II Electronics System Design

Sensing and monitoring of the pod’s environment and internal functionalities is critical for a hyperloop pod. The data gathered by various sensors is processed to determine the core parameters for all on-board control and actuation. The presented system architecture model builds on the work of other cited literature to propose a distributed noise-immune design with minimal hardware overhead. Each subsequent section details the various components used in engineering this system as shown in Fig 1, along with descriptions of their hardware layout and functionalities.

II-A CAN Bus

The electronics system design is based on a Controller Area Network (CAN)-BUS shown in Fig 1, popularly used in automobiles to simplify connections between different electronic control units. This reduces the chances of single point failures by making the system more noise-robust. Real-time, reliability and flexibility make it an indispensable network communication technology applied in the automobile network communication field [12]. It makes communication with all the units possible without direct signal lines. A single point of entry for the vehicle controller allows for central diagnostics. The CAN bus’ use of differential signals ensures there is no noise in communication between critical systems and the vehicle controller.
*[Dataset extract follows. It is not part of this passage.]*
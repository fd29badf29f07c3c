fn main() -> std::process::ExitCode {
    shortlens_lib::run()
}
Messages on a CAN-BUS are given priorities. The highest priority signals, like the emergency stop signal, gain control of the bus in the shortest period of time.

II-B Primary Board (Navigation Controller)

The navigation controller shown in Fig 1, bears the brunt of computation - the position estimation calculations and data processing. Usage of a BeagleBone Black has been deemed optimal since it has two internal CAN-Bus controllers (DCAN0 and DCAN1). One BNO-055 (IMU) will be directly interfaced to this microcontroller, while the other one is interfaced to the rear analog module.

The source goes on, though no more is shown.